Prove that 1+i is a root of the equation z(^4)+3z(^2)-6z+10=0
So I took z=1+i and proved that LHS=0, so it's proved that 1+i is a root. But it next asks me to find the other roots of the equation.
I usually find the roots by substituting values of z randomly into the calculator for the equation and if say z=1 gives the equation as 0, I write down (z-1) is a factor.
Question 1. Is there any other better way to do this?
Question 2. For this particular equation no real numbers seem to work to give LHS=0, do I have to use 1+i in the equation to find the other roots? if so how?
Prove that 1+i is a root of the equation z(^4)+3z(^2)-6z+10=0
So I took z=1+i and proved that LHS=0, so it's proved that 1+i is a root. But it next asks me to find the other roots of the equation.
I usually find the roots by substituting values of z randomly into the calculator for the equation and if say z=1 gives the equation as 0, I write down (z-1) is a factor.
Question 1. Is there any other better way to do this?

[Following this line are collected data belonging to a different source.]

//! Polygon triangulation for filled region rendering.

use super::Region;

/// Ear-clips a flattened `x, y` ring into triangle indices.
///
/// Every three consecutive indices form one triangle and refer to point
/// pairs, so index `i` addresses `vertices[2 * i]` and `vertices[2 * i + 1]`.
/// Rings with fewer than three points, or that the ear clipper rejects,
/// produce no triangles.
pub fn triangulate(vertices: &[f32]) -> Vec<u32> {
    if vertices.len() < 6 {
        return Vec::new();
    }

    let coords: Vec<f64> = vertices[..vertices.len() / 2 * 2]
        .iter()
        .map(|&v| v as f64)
        .collect();

    match earcutr::earcut(&coords, &[], 2) {
        Ok(indices) => indices.into_iter().map(|i| i as u32).collect(),
        Err(e) => {
            log::warn!("Triangulation failed: {:?}", e);
            Vec::new()
        }
    }
}

/// Render data for one region, computed once at load.
#[derive(Debug, Clone, Default, PartialEq)]
pub struct RegionMesh {
    /// Triangle indices into the region's vertex pairs.
    pub indices: Vec<u32>,
}

impl RegionMesh {
    pub fn build(region: &Region) -> Self {
        Self {
            indices: triangulate(region.vertices()),
        }
    }

    pub fn triangle_count(&self) -> usize {
        self.indices.len() / 3
    }

    /// Iterates triangles as vertex triples from `region`.
    pub fn triangles<'a>(
        &'a self,
        region: &'a Region,
    ) -> impl Iterator<Item = [glam::Vec2; 3]> + 'a {
        let verts = region.vertices();
        self.indices.chunks_exact(3).map(move |tri| {
            [tri[0], tri[1], tri[2]].map(|i| {
                let i = i as usize * 2;
                glam::Vec2::new(verts[i], verts[i + 1])
            })
        })
    }
}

Question 2. For this particular equation no real numbers seem to work to give LHS=0, do I have to use 1+i in the equation to find the other roots? if so how?
Spoiler
In the case of complex numbers, if a number is a root of the equation, then it's conjugate will also be a root of the equation. Are you aware of what a complex conjugate is? Use these roots to form factors and thus factorise the expression (it will help if you multiplied the each conjugate factor of the pair together to get the polynomial as a product of two quadratics.)
EDIT: Provided that we have real coefficients. Thanks Daniel.